Data for this exercise section start

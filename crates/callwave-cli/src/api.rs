//! Callwave API Client

use anyhow::{bail, Context, Result};
use reqwest::{Client, RequestBuilder, StatusCode};
use serde::de::DeserializeOwned;
use serde::{Deserialize, Serialize};
use uuid::Uuid;

/// API Client for Callwave
pub struct CallwaveClient {
    client: Client,
    base_url: String,
    api_key: String,
}

// ============================================
// API Response Types
// ============================================

#[derive(Debug, Deserialize)]
pub struct BatchResponse {
    pub id: Uuid,
    pub name: String,
    pub status: String,
    pub total_calls: i32,
    pub successful_calls: i32,
    pub failed_calls: i32,
    pub created_at: String,
    pub completed_at: Option<String>,
}

#[derive(Debug, Deserialize)]
pub struct CallResponse {
    pub id: Uuid,
    pub batch_id: Uuid,
    pub phone_number: String,
    pub reg_no: Option<String>,
    pub external_call_id: Option<String>,
    pub status: String,
    pub started_at: Option<String>,
    pub completed_at: Option<String>,
    pub live_transcript: Option<String>,
    pub final_transcript: Option<String>,
    pub recording_url: Option<String>,
    pub duration_seconds: Option<i32>,
    pub error_message: Option<String>,
}

#[derive(Debug, Deserialize)]
pub struct BatchDetailResponse {
    pub batch: BatchResponse,
    pub calls: Vec<CallResponse>,
}

#[derive(Debug, Deserialize)]
pub struct DispatchAccepted {
    pub batch_id: Uuid,
    pub total_calls: i32,
    pub watchdog_started: bool,
}

#[derive(Debug, Deserialize)]
pub struct StopSummary {
    pub canceled: usize,
    pub provider_cancels: usize,
    pub batch_completed: bool,
}

#[derive(Debug, Deserialize)]
pub struct ChangeResponse {
    pub table: String,
    pub id: Uuid,
    pub status: String,
    pub successful_calls: Option<i32>,
    pub failed_calls: Option<i32>,
}

impl ChangeResponse {
    pub fn is_batch_completion(&self) -> bool {
        self.table == "batch" && self.status == "completed"
    }
}

#[derive(Debug, Deserialize)]
pub struct TranscriptResponse {
    pub available: bool,
    pub transcript: Option<String>,
    pub recording_url: Option<String>,
    pub duration_seconds: Option<i32>,
    pub status: String,
}

#[derive(Debug, Deserialize)]
pub struct SweepReport {
    pub examined: usize,
    pub timed_out: usize,
    pub already_resolved: usize,
    pub cancel_failures: usize,
    pub errors: usize,
}

#[derive(Debug, Clone, Serialize, PartialEq)]
pub struct CallEntryRequest {
    pub phone_number: String,
    #[serde(skip_serializing_if = "Option::is_none")]
    pub reg_no: Option<String>,
}

#[derive(Debug, Serialize)]
pub struct CreateBatchRequest {
    pub name: String,
    #[serde(skip_serializing_if = "Option::is_none")]
    pub message: Option<String>,
    pub calls: Vec<CallEntryRequest>,
}

impl CallwaveClient {
    pub fn new(base_url: &str, api_key: &str) -> Self {
        Self {
            client: Client::new(),
            base_url: base_url.trim_end_matches('/').to_string(),
            api_key: api_key.to_string(),
        }
    }

    fn url(&self, path: &str) -> String {
        format!("{}/callwave{}", self.base_url, path)
    }

    fn authorized(&self, request: RequestBuilder) -> RequestBuilder {
        if self.api_key.is_empty() {
            request
        } else {
            request.header("Authorization", format!("Bearer {}", self.api_key))
        }
    }

    /// Send, fail on non-2xx, parse the JSON body
    async fn send<T: DeserializeOwned>(&self, request: RequestBuilder) -> Result<T> {
        let resp = self
            .authorized(request)
            .send()
            .await
            .context("Failed to connect to Callwave API")?;

        if !resp.status().is_success() {
            let status = resp.status();
            let body = resp.text().await.unwrap_or_default();
            bail!("API error ({}): {}", status, body);
        }

        resp.json().await.context("Failed to parse response")
    }

    /// Test connection with health check
    pub async fn health(&self) -> Result<bool> {
        let url = format!("{}/health", self.base_url);
        let resp = self.client.get(&url).send().await?;
        Ok(resp.status().is_success())
    }

    pub async fn create_batch(&self, request: &CreateBatchRequest) -> Result<BatchResponse> {
        self.send(self.client.post(self.url("/batches")).json(request))
            .await
    }

    pub async fn list_batches(&self) -> Result<Vec<BatchResponse>> {
        self.send(self.client.get(self.url("/batches"))).await
    }

    pub async fn get_batch(&self, batch_id: Uuid) -> Result<BatchDetailResponse> {
        self.send(self.client.get(self.url(&format!("/batches/{}", batch_id))))
            .await
    }

    pub async fn dispatch_batch(&self, batch_id: Uuid) -> Result<DispatchAccepted> {
        self.send(
            self.client
                .post(self.url(&format!("/batches/{}/dispatch", batch_id))),
        )
        .await
    }

    pub async fn stop_batch(&self, batch_id: Uuid) -> Result<StopSummary> {
        self.send(self.client.post(self.url(&format!("/batches/{}/stop", batch_id))))
            .await
    }

    /// Long-poll the next change; `None` when the wait elapsed quietly
    pub async fn next_change(
        &self,
        batch_id: Uuid,
        wait_secs: u64,
    ) -> Result<Option<ChangeResponse>> {
        let request = self
            .client
            .get(self.url(&format!("/batches/{}/changes", batch_id)))
            .query(&[("wait_secs", wait_secs)]);

        let resp = self
            .authorized(request)
            .send()
            .await
            .context("Failed to connect to Callwave API")?;

        match resp.status() {
            StatusCode::NO_CONTENT => Ok(None),
            status if status.is_success() => {
                let change = resp.json().await.context("Failed to parse response")?;
                Ok(Some(change))
            }
            status => {
                let body = resp.text().await.unwrap_or_default();
                bail!("API error ({}): {}", status, body);
            }
        }
    }

    pub async fn get_call(&self, call_id: Uuid) -> Result<CallResponse> {
        self.send(self.client.get(self.url(&format!("/calls/{}", call_id))))
            .await
    }

    pub async fn fetch_transcript(&self, call_id: Uuid) -> Result<TranscriptResponse> {
        self.send(
            self.client
                .post(self.url(&format!("/calls/{}/transcript", call_id))),
        )
        .await
    }

    pub async fn sweep(&self) -> Result<SweepReport> {
        self.send(self.client.post(self.url("/watchdog/sweep")))
            .await
    }
}
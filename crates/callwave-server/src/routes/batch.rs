//! Batch Routes - Creation, Dispatch and Emergency Stop
//!
//! HTTP handlers that delegate to the application services.

use axum::{
    extract::{Path, Query, State},
    http::StatusCode,
    response::{IntoResponse, Response},
    routing::{get, post},
    Json, Router,
};
use std::time::Duration;
use tokio::sync::broadcast::error::RecvError;
use uuid::Uuid;

use callwave::NewCall;

use super::error_response;
use crate::application::StopSummary;
use crate::models::{
    BatchDetailResponse, BatchResponse, CallResponse, ChangeResponse, ChangesQuery,
    CreateBatchRequest, DispatchAccepted,
};
use crate::AppState;

const DEFAULT_WAIT_SECS: u64 = 25;
const MAX_WAIT_SECS: u64 = 60;

/// Create a batch of queued calls
#[utoipa::path(
    post,
    path = "/callwave/batches",
    request_body = CreateBatchRequest,
    responses(
        (status = 200, description = "Batch created", body = BatchDetailResponse),
        (status = 400, description = "Invalid batch"),
        (status = 500, description = "Internal server error")
    ),
    tag = "Batch"
)]
pub async fn create_batch(
    State(state): State<AppState>,
    Json(payload): Json<CreateBatchRequest>,
) -> Result<Json<BatchDetailResponse>, (StatusCode, String)> {
    let entries: Vec<NewCall> = payload.calls.into_iter().map(NewCall::from).collect();

    let (batch, calls) = state
        .batch_service
        .create(payload.name, payload.message, entries)
        .await
        .map_err(error_response)?;

    Ok(Json(BatchDetailResponse {
        batch: BatchResponse::from_domain(batch),
        calls: calls.into_iter().map(CallResponse::from_domain).collect(),
    }))
}

/// List all batches, newest first
#[utoipa::path(
    get,
    path = "/callwave/batches",
    responses(
        (status = 200, description = "List of batches", body = Vec<BatchResponse>),
        (status = 500, description = "Internal server error")
    ),
    tag = "Batch"
)]
pub async fn list_batches(
    State(state): State<AppState>,
) -> Result<Json<Vec<BatchResponse>>, (StatusCode, String)> {
    let batches = state.batch_service.list().await.map_err(error_response)?;

    Ok(Json(
        batches.into_iter().map(BatchResponse::from_domain).collect(),
    ))
}

/// Get a batch with its calls
#[utoipa::path(
    get,
    path = "/callwave/batches/{id}",
    params(
        ("id" = Uuid, Path, description = "Batch ID")
    ),
    responses(
        (status = 200, description = "Batch found", body = BatchDetailResponse),
        (status = 404, description = "Batch not found"),
        (status = 500, description = "Internal server error")
    ),
    tag = "Batch"
)]
pub async fn get_batch(
    State(state): State<AppState>,
    Path(id): Path<Uuid>,
) -> Result<Json<BatchDetailResponse>, (StatusCode, String)> {
    let (batch, calls) = state
        .batch_service
        .get(id)
        .await
        .map_err(error_response)?
        .ok_or((StatusCode::NOT_FOUND, "Batch not found".to_string()))?;

    Ok(Json(BatchDetailResponse {
        batch: BatchResponse::from_domain(batch),
        calls: calls.into_iter().map(CallResponse::from_domain).collect(),
    }))
}

/// Start dispatching a batch in the background
#[utoipa::path(
    post,
    path = "/callwave/batches/{id}/dispatch",
    params(
        ("id" = Uuid, Path, description = "Batch ID")
    ),
    responses(
        (status = 202, description = "Dispatch started", body = DispatchAccepted),
        (status = 404, description = "Batch not found"),
        (status = 409, description = "Batch already dispatching or completed"),
        (status = 500, description = "Provider not configured")
    ),
    tag = "Batch"
)]
pub async fn dispatch_batch(
    State(state): State<AppState>,
    Path(id): Path<Uuid>,
) -> Result<(StatusCode, Json<DispatchAccepted>), (StatusCode, String)> {
    let batch = state
        .dispatcher
        .claim_batch(id)
        .await
        .map_err(error_response)?;

    let dispatch = state.dispatcher.spawn(batch.clone());
    state.watchdogs.start(id, dispatch).await;
    let watchdog_started = state.watchdogs.is_running(id).await;

    Ok((
        StatusCode::ACCEPTED,
        Json(DispatchAccepted {
            batch_id: id,
            total_calls: batch.total_calls,
            watchdog_started,
        }),
    ))
}

/// Emergency stop: cancel every open call of the batch
#[utoipa::path(
    post,
    path = "/callwave/batches/{id}/stop",
    params(
        ("id" = Uuid, Path, description = "Batch ID")
    ),
    responses(
        (status = 200, description = "Batch stopped", body = StopSummary),
        (status = 404, description = "Batch not found"),
        (status = 500, description = "Internal server error")
    ),
    tag = "Batch"
)]
pub async fn stop_batch(
    State(state): State<AppState>,
    Path(id): Path<Uuid>,
) -> Result<Json<StopSummary>, (StatusCode, String)> {
    let summary = state.emergency_stop.stop(id).await.map_err(error_response)?;
    state.watchdogs.stop(id).await;

    Ok(Json(summary))
}

/// Wait for the next change of a batch or one of its calls
#[utoipa::path(
    get,
    path = "/callwave/batches/{id}/changes",
    params(
        ("id" = Uuid, Path, description = "Batch ID"),
        ChangesQuery
    ),
    responses(
        (status = 200, description = "Next change", body = ChangeResponse),
        (status = 204, description = "No change before the wait elapsed"),
        (status = 404, description = "Batch not found")
    ),
    tag = "Batch"
)]
pub async fn batch_changes(
    State(state): State<AppState>,
    Path(id): Path<Uuid>,
    Query(query): Query<ChangesQuery>,
) -> Result<Response, (StatusCode, String)> {
    // Subscribe first so nothing slips in between the lookup and the wait
    let mut changes = state.change_feed.subscribe();

    state
        .batch_service
        .get(id)
        .await
        .map_err(error_response)?
        .ok_or((StatusCode::NOT_FOUND, "Batch not found".to_string()))?;

    let wait = Duration::from_secs(query.wait_secs.unwrap_or(DEFAULT_WAIT_SECS).min(MAX_WAIT_SECS));

    let next = tokio::time::timeout(wait, async {
        loop {
            match changes.recv().await {
                Ok(change) if change.batch_id() == id => return Some(change),
                Ok(_) | Err(RecvError::Lagged(_)) => continue,
                Err(RecvError::Closed) => return None,
            }
        }
    })
    .await;

    match next {
        Ok(Some(change)) => Ok(Json(ChangeResponse::from_domain(change)).into_response()),
        _ => Ok(StatusCode::NO_CONTENT.into_response()),
    }
}

pub fn router() -> Router<AppState> {
    Router::new()
        .route("/callwave/batches", get(list_batches).post(create_batch))
        .route("/callwave/batches/:id", get(get_batch))
        .route("/callwave/batches/:id/dispatch", post(dispatch_batch))
        .route("/callwave/batches/:id/stop", post(stop_batch))
        .route("/callwave/batches/:id/changes", get(batch_changes))
}
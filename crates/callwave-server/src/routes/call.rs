//! Call Routes - Call Records and Transcripts

use axum::{
    extract::{Path, State},
    http::StatusCode,
    routing::{get, post},
    Json, Router,
};
use uuid::Uuid;

use super::error_response;
use crate::application::TranscriptFetch;
use crate::models::{CallResponse, TranscriptResponse};
use crate::AppState;

/// Get a call by ID
#[utoipa::path(
    get,
    path = "/callwave/calls/{id}",
    params(
        ("id" = Uuid, Path, description = "Call ID")
    ),
    responses(
        (status = 200, description = "Call found", body = CallResponse),
        (status = 404, description = "Call not found"),
        (status = 500, description = "Internal server error")
    ),
    tag = "Call"
)]
pub async fn get_call(
    State(state): State<AppState>,
    Path(id): Path<Uuid>,
) -> Result<Json<CallResponse>, (StatusCode, String)> {
    let call = state
        .batch_service
        .get_call(id)
        .await
        .map_err(error_response)?
        .ok_or((StatusCode::NOT_FOUND, "Call not found".to_string()))?;

    Ok(Json(CallResponse::from_domain(call)))
}

/// Fetch the transcript from the provider if none is stored yet
#[utoipa::path(
    post,
    path = "/callwave/calls/{id}/transcript",
    params(
        ("id" = Uuid, Path, description = "Call ID")
    ),
    responses(
        (status = 200, description = "Transcript or not-yet-available marker", body = TranscriptResponse),
        (status = 400, description = "Call was never placed"),
        (status = 404, description = "Call not found"),
        (status = 502, description = "Provider unavailable")
    ),
    tag = "Call"
)]
pub async fn fetch_transcript(
    State(state): State<AppState>,
    Path(id): Path<Uuid>,
) -> Result<Json<TranscriptResponse>, (StatusCode, String)> {
    let fetched = state.transcripts.fetch(id).await.map_err(error_response)?;

    let response = match fetched {
        TranscriptFetch::Available(call) => TranscriptResponse::new(call, true),
        TranscriptFetch::NotYetAvailable(call) => TranscriptResponse::new(call, false),
    };

    Ok(Json(response))
}

pub fn router() -> Router<AppState> {
    Router::new()
        .route("/callwave/calls/:id", get(get_call))
        .route("/callwave/calls/:id/transcript", post(fetch_transcript))
}
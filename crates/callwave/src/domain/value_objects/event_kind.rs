//! EventKind - canonical kind of an inbound provider notification
//!
//! Providers have used many names for the same lifecycle stage across API
//! versions. All of them collapse into the handful of kinds below.

use serde::{Deserialize, Serialize};

#[derive(Debug, Clone, Serialize, Deserialize, PartialEq, Eq)]
#[serde(rename_all = "snake_case")]
pub enum EventKind {
    Ringing,
    Active,
    TranscriptChunk,
    Completed,
    Failed,
    /// A kind this service does not know; acknowledged and ignored
    Unrecognized(String),
}

impl EventKind {
    /// Map a free-text provider event type or status string to a kind
    ///
    /// Matching is case-insensitive and treats `-`, `.`, and spaces like `_`.
    /// Returns `None` for empty input.
    pub fn from_provider(raw: &str) -> Option<Self> {
        let key: String = raw
            .trim()
            .to_lowercase()
            .chars()
            .map(|c| match c {
                '-' | '.' | ' ' | '/' => '_',
                other => other,
            })
            .collect();

        if key.is_empty() {
            return None;
        }

        let kind = match key.as_str() {
            "ringing" | "initiated" | "call_initiated" | "call_ringing" | "dialing"
            | "call_queued_at_provider" => EventKind::Ringing,

            "in_progress" | "inprogress" | "connected" | "answered" | "call_answered"
            | "call_connected" | "call_started" | "started" | "active" | "ongoing"
            | "call_in_progress" => EventKind::Active,

            "transcript" | "transcription" | "transcript_chunk" | "transcript_partial"
            | "partial_transcript" | "transcript_update" | "conversation_update"
            | "live_transcript" => EventKind::TranscriptChunk,

            "completed" | "complete" | "call_completed" | "ended" | "call_ended" | "end"
            | "finished" | "hangup" | "hung_up" | "call_analyzed" | "post_call_analysis"
            | "workflow_completed" | "end_of_call_report" => EventKind::Completed,

            "failed" | "failure" | "error" | "call_failed" | "busy" | "no_answer"
            | "noanswer" | "unreachable" | "rejected" | "declined" | "canceled"
            | "cancelled" | "call_canceled" | "call_cancelled" | "voicemail" => EventKind::Failed,

            _ => EventKind::Unrecognized(raw.trim().to_string()),
        };

        Some(kind)
    }

    pub fn is_recognized(&self) -> bool {
        !matches!(self, EventKind::Unrecognized(_))
    }

    pub fn is_terminal(&self) -> bool {
        matches!(self, EventKind::Completed | EventKind::Failed)
    }
}

impl std::fmt::Display for EventKind {
    fn fmt(&self, f: &mut std::fmt::Formatter<'_>) -> std::fmt::Result {
        match self {
            Self::Ringing => write!(f, "ringing"),
            Self::Active => write!(f, "active"),
            Self::TranscriptChunk => write!(f, "transcript_chunk"),
            Self::Completed => write!(f, "completed"),
            Self::Failed => write!(f, "failed"),
            Self::Unrecognized(raw) => write!(f, "unrecognized:{}", raw),
        }
    }
}
//! Callwave API Routes
//!
//! - /callwave/batches - Batch creation, dispatch and emergency stop
//! - /callwave/batches/:id/changes - Change long-poll for client sync
//! - /callwave/calls - Call records and manual transcript fetch
//! - /callwave/watchdog/sweep - Manual stuck-call sweep
//! - /callwave/webhooks/provider - Provider notifications (unauthenticated)

use axum::http::StatusCode;

use callwave::DomainError;

pub mod batch;
pub mod call;
pub mod swagger;
pub mod watchdog;
pub mod webhook;

/// Map a domain error to an HTTP status and message
pub fn error_response(e: DomainError) -> (StatusCode, String) {
    let status = match &e {
        DomainError::NotFound { .. } => StatusCode::NOT_FOUND,
        DomainError::Validation(_) => StatusCode::BAD_REQUEST,
        DomainError::Conflict(_) | DomainError::IllegalTransition { .. } => StatusCode::CONFLICT,
        DomainError::ProviderUnavailable(_) | DomainError::ExternalService(_) => {
            StatusCode::BAD_GATEWAY
        }
        DomainError::UnknownCallIdentity(_) => StatusCode::NOT_FOUND,
        DomainError::ConfigurationMissing(_) | DomainError::Repository(_) => {
            StatusCode::INTERNAL_SERVER_ERROR
        }
    };

    if status.is_server_error() {
        tracing::error!("❌ {}", e);
    }

    (status, e.to_string())
}
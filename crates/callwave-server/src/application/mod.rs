//! Application Layer (Use Cases)
//!
//! Orchestrates the domain state machine against the store and the
//! provider. Every call status change goes through `CallLifecycle`.

mod batch_service;
mod dispatcher;
mod lifecycle;
mod stop;
mod tracker;
mod transcript;
mod watchdog;
mod webhook_processor;

#[cfg(test)]
mod scenarios;

pub use batch_service::BatchService;
pub use dispatcher::{DispatchConfig, DispatchSummary, Dispatcher};
pub use lifecycle::{CallLifecycle, LifecycleOutcome};
pub use stop::{EmergencyStop, StopSummary};
pub use tracker::BatchTracker;
pub use transcript::{TranscriptFetch, TranscriptService};
pub use watchdog::{SweepReport, Watchdog, WatchdogPolicy, WatchdogRegistry};
pub use webhook_processor::{WebhookOutcome, WebhookProcessor};
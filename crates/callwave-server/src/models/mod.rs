//! Callwave HTTP Models
//!
//! - Batch: a group of outbound calls
//! - Call: one call attempt and its transcript
//! - Webhook: provider acknowledgement

mod batch;
mod call;
mod webhook;

pub use batch::*;
pub use call::*;
pub use webhook::*;
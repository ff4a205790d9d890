//! PostgreSQL implementation of CallRepository

use async_trait::async_trait;
use chrono::{DateTime, Utc};
use sqlx::PgPool;
use uuid::Uuid;

use callwave::{Call, CallRepository, CallStatus, DomainError};

/// PostgreSQL implementation of CallRepository
pub struct PgCallRepository {
    pool: PgPool,
}

impl PgCallRepository {
    pub fn new(pool: PgPool) -> Self {
        Self { pool }
    }
}

/// Internal row type for sqlx mapping
#[derive(sqlx::FromRow)]
struct CallRow {
    id: Uuid,
    batch_id: Uuid,
    phone_number: String,
    reg_no: Option<String>,
    message: Option<String>,
    external_call_id: Option<String>,
    status: String,
    version: i64,
    created_at: DateTime<Utc>,
    started_at: Option<DateTime<Utc>>,
    completed_at: Option<DateTime<Utc>>,
    live_transcript: Option<String>,
    final_transcript: Option<String>,
    recording_url: Option<String>,
    duration_seconds: Option<i32>,
    error_message: Option<String>,
}

impl TryFrom<CallRow> for Call {
    type Error = DomainError;

    fn try_from(row: CallRow) -> Result<Self, Self::Error> {
        let status: CallStatus = row.status.parse().map_err(DomainError::Repository)?;

        Ok(Self {
            id: row.id,
            batch_id: row.batch_id,
            phone_number: row.phone_number,
            reg_no: row.reg_no,
            message: row.message,
            external_call_id: row.external_call_id,
            status,
            version: row.version,
            created_at: row.created_at,
            started_at: row.started_at,
            completed_at: row.completed_at,
            live_transcript: row.live_transcript,
            final_transcript: row.final_transcript,
            recording_url: row.recording_url,
            duration_seconds: row.duration_seconds,
            error_message: row.error_message,
        })
    }
}

fn into_calls(rows: Vec<CallRow>) -> Result<Vec<Call>, DomainError> {
    rows.into_iter().map(Call::try_from).collect()
}

fn status_names(statuses: &[CallStatus]) -> Vec<String> {
    statuses.iter().map(|s| s.as_str().to_string()).collect()
}

#[async_trait]
impl CallRepository for PgCallRepository {
    async fn find_by_id(&self, id: Uuid) -> Result<Option<Call>, DomainError> {
        let row = sqlx::query_as::<_, CallRow>("SELECT * FROM calls WHERE id = $1")
            .bind(id)
            .fetch_optional(&self.pool)
            .await
            .map_err(|e| DomainError::Repository(e.to_string()))?;

        row.map(Call::try_from).transpose()
    }

    async fn find_by_external_id(
        &self,
        external_call_id: &str,
    ) -> Result<Option<Call>, DomainError> {
        let row =
            sqlx::query_as::<_, CallRow>("SELECT * FROM calls WHERE external_call_id = $1")
                .bind(external_call_id)
                .fetch_optional(&self.pool)
                .await
                .map_err(|e| DomainError::Repository(e.to_string()))?;

        row.map(Call::try_from).transpose()
    }

    async fn find_latest_open_by_reg_no(&self, reg_no: &str) -> Result<Option<Call>, DomainError> {
        let row = sqlx::query_as::<_, CallRow>(
            r#"
            SELECT * FROM calls
            WHERE reg_no = $1 AND status IN ('queued', 'ringing', 'active')
            ORDER BY created_at DESC
            LIMIT 1
            "#,
        )
        .bind(reg_no)
        .fetch_optional(&self.pool)
        .await
        .map_err(|e| DomainError::Repository(e.to_string()))?;

        row.map(Call::try_from).transpose()
    }

    async fn find_by_batch(&self, batch_id: Uuid) -> Result<Vec<Call>, DomainError> {
        let rows = sqlx::query_as::<_, CallRow>(
            "SELECT * FROM calls WHERE batch_id = $1 ORDER BY created_at ASC, id ASC",
        )
        .bind(batch_id)
        .fetch_all(&self.pool)
        .await
        .map_err(|e| DomainError::Repository(e.to_string()))?;

        into_calls(rows)
    }

    async fn find_by_batch_and_status(
        &self,
        batch_id: Uuid,
        statuses: &[CallStatus],
    ) -> Result<Vec<Call>, DomainError> {
        let rows = sqlx::query_as::<_, CallRow>(
            r#"
            SELECT * FROM calls
            WHERE batch_id = $1 AND status = ANY($2)
            ORDER BY created_at ASC, id ASC
            "#,
        )
        .bind(batch_id)
        .bind(status_names(statuses))
        .fetch_all(&self.pool)
        .await
        .map_err(|e| DomainError::Repository(e.to_string()))?;

        into_calls(rows)
    }

    async fn find_stale(
        &self,
        batch_id: Option<Uuid>,
        statuses: &[CallStatus],
        older_than: DateTime<Utc>,
    ) -> Result<Vec<Call>, DomainError> {
        let rows = sqlx::query_as::<_, CallRow>(
            r#"
            SELECT * FROM calls
            WHERE status = ANY($1)
              AND COALESCE(started_at, created_at) < $2
              AND ($3::uuid IS NULL OR batch_id = $3)
            ORDER BY created_at ASC
            "#,
        )
        .bind(status_names(statuses))
        .bind(older_than)
        .bind(batch_id)
        .fetch_all(&self.pool)
        .await
        .map_err(|e| DomainError::Repository(e.to_string()))?;

        into_calls(rows)
    }

    async fn update_if_version(&self, call: &Call) -> Result<bool, DomainError> {
        let result = sqlx::query(
            r#"
            UPDATE calls
            SET external_call_id = $3, status = $4, started_at = $5, completed_at = $6,
                live_transcript = $7, final_transcript = $8, recording_url = $9,
                duration_seconds = $10, error_message = $11, version = version + 1
            WHERE id = $1 AND version = $2
            "#,
        )
        .bind(call.id)
        .bind(call.version)
        .bind(&call.external_call_id)
        .bind(call.status.as_str())
        .bind(call.started_at)
        .bind(call.completed_at)
        .bind(&call.live_transcript)
        .bind(&call.final_transcript)
        .bind(&call.recording_url)
        .bind(call.duration_seconds)
        .bind(&call.error_message)
        .execute(&self.pool)
        .await
        .map_err(|e| DomainError::Repository(e.to_string()))?;

        Ok(result.rows_affected() == 1)
    }
}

Data for this exercise section end

Work to complete | One inclusive range is required: first line of the data through the line containing "pub struct CallwaveClient". Set it down exactly and output nothing else.

Solution for this task |
filename crates/callwave-cli/src/api.rs
//! Callwave API Client

use anyhow::{bail, Context, Result};
use reqwest::{Client, RequestBuilder, StatusCode};
use serde::de::DeserializeOwned;
use serde::{Deserialize, Serialize};
use uuid::Uuid;

/// API Client for Callwave
pub struct CallwaveClient {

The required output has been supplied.